As avalanches de notícias relacionadas com as mortes solitárias e ignoradas de idosos em Portugal , à semelhança de tantas outras esmiúçadas, polidas, raspadas e  esventradas pelos meios de comunicação social, entediam irremediavelmente qualquer telespectador dos noticiários nacionais.

Não digo que o telejornal deva ignorar estes episódios sinistros e lamentáveis da sociedade actual, nem que nós, portugueses, não possamos/devamos retirar ilações destes acontecimentos.

Porém, restringir essas ilações à inoperâncias das forças de segurança pública ou ao universo caótico e despersonalizado dos serviços de Segurança Social parece-me, salvo melhor opinião, limitativo e irrelevante face ao panorama geral.

Notícias tristes de solidão na terceira idade devem-nos, sim, fazer ter vontade de pôr a mão na consciência e analisar as vítimas de abandono de uma perspectiva mais distante e asséptica.

Devem fazer-nos questionar acerca do porquê da sua solidão;suspeitar de um passado menos correcto ou de atitudes menos louváveis.

Considerando, como sempre, casos excepcionais, parece-me que ninguém está sózinho porque não teve opção ou porque uma cabala universal assim o ditou.

Por vezes as vítimas de hoje, foram agressores no passado e quem sabe até se o caminho da solidão não foi, na realidade, uma opção, para quem, a certa altura da vida, a entrega a terceiros se tornou demasiado dolorosa.

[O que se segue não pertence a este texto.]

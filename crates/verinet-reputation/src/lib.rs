// crates/verinet-reputation/src/lib.rs
//
// verinet-reputation: Voter registry, weighted-majority voting, and trust
// recomputation for the Verinet network.
//
// The ledger owns the only trust-weight mapping. Every accepted vote
// triggers a full recomputation of every voter's weight over every claim,
// and every claim result is computed against the live mapping.

pub mod ledger;
pub mod stats;
pub mod trust;

pub use ledger::{DeregistrationOutcome, RegistrationOutcome, TrustLedger, VoteOutcome};
pub use stats::{TrustPoint, VoterInfo};
pub use trust::{calculate_trust, VoteTally};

Tomar conhecimento de que nos dias de hoje é possível alguém morrer só, num centro urbano e permanecer esquecida durante seis anos, deve-nos fazer repensar a nossa existência enquanto jovens e no inevitável caminho que teremos, inevitavelmente, que percorrer e no exemplo que queremos deixar para aqueles que um dia, não por obrigação ou dever profissional, um dia terão que se ocupar de nós.

As forças públicas têm o dever de prevenir e remediar catástrofes.

Não o dever de as eliminar.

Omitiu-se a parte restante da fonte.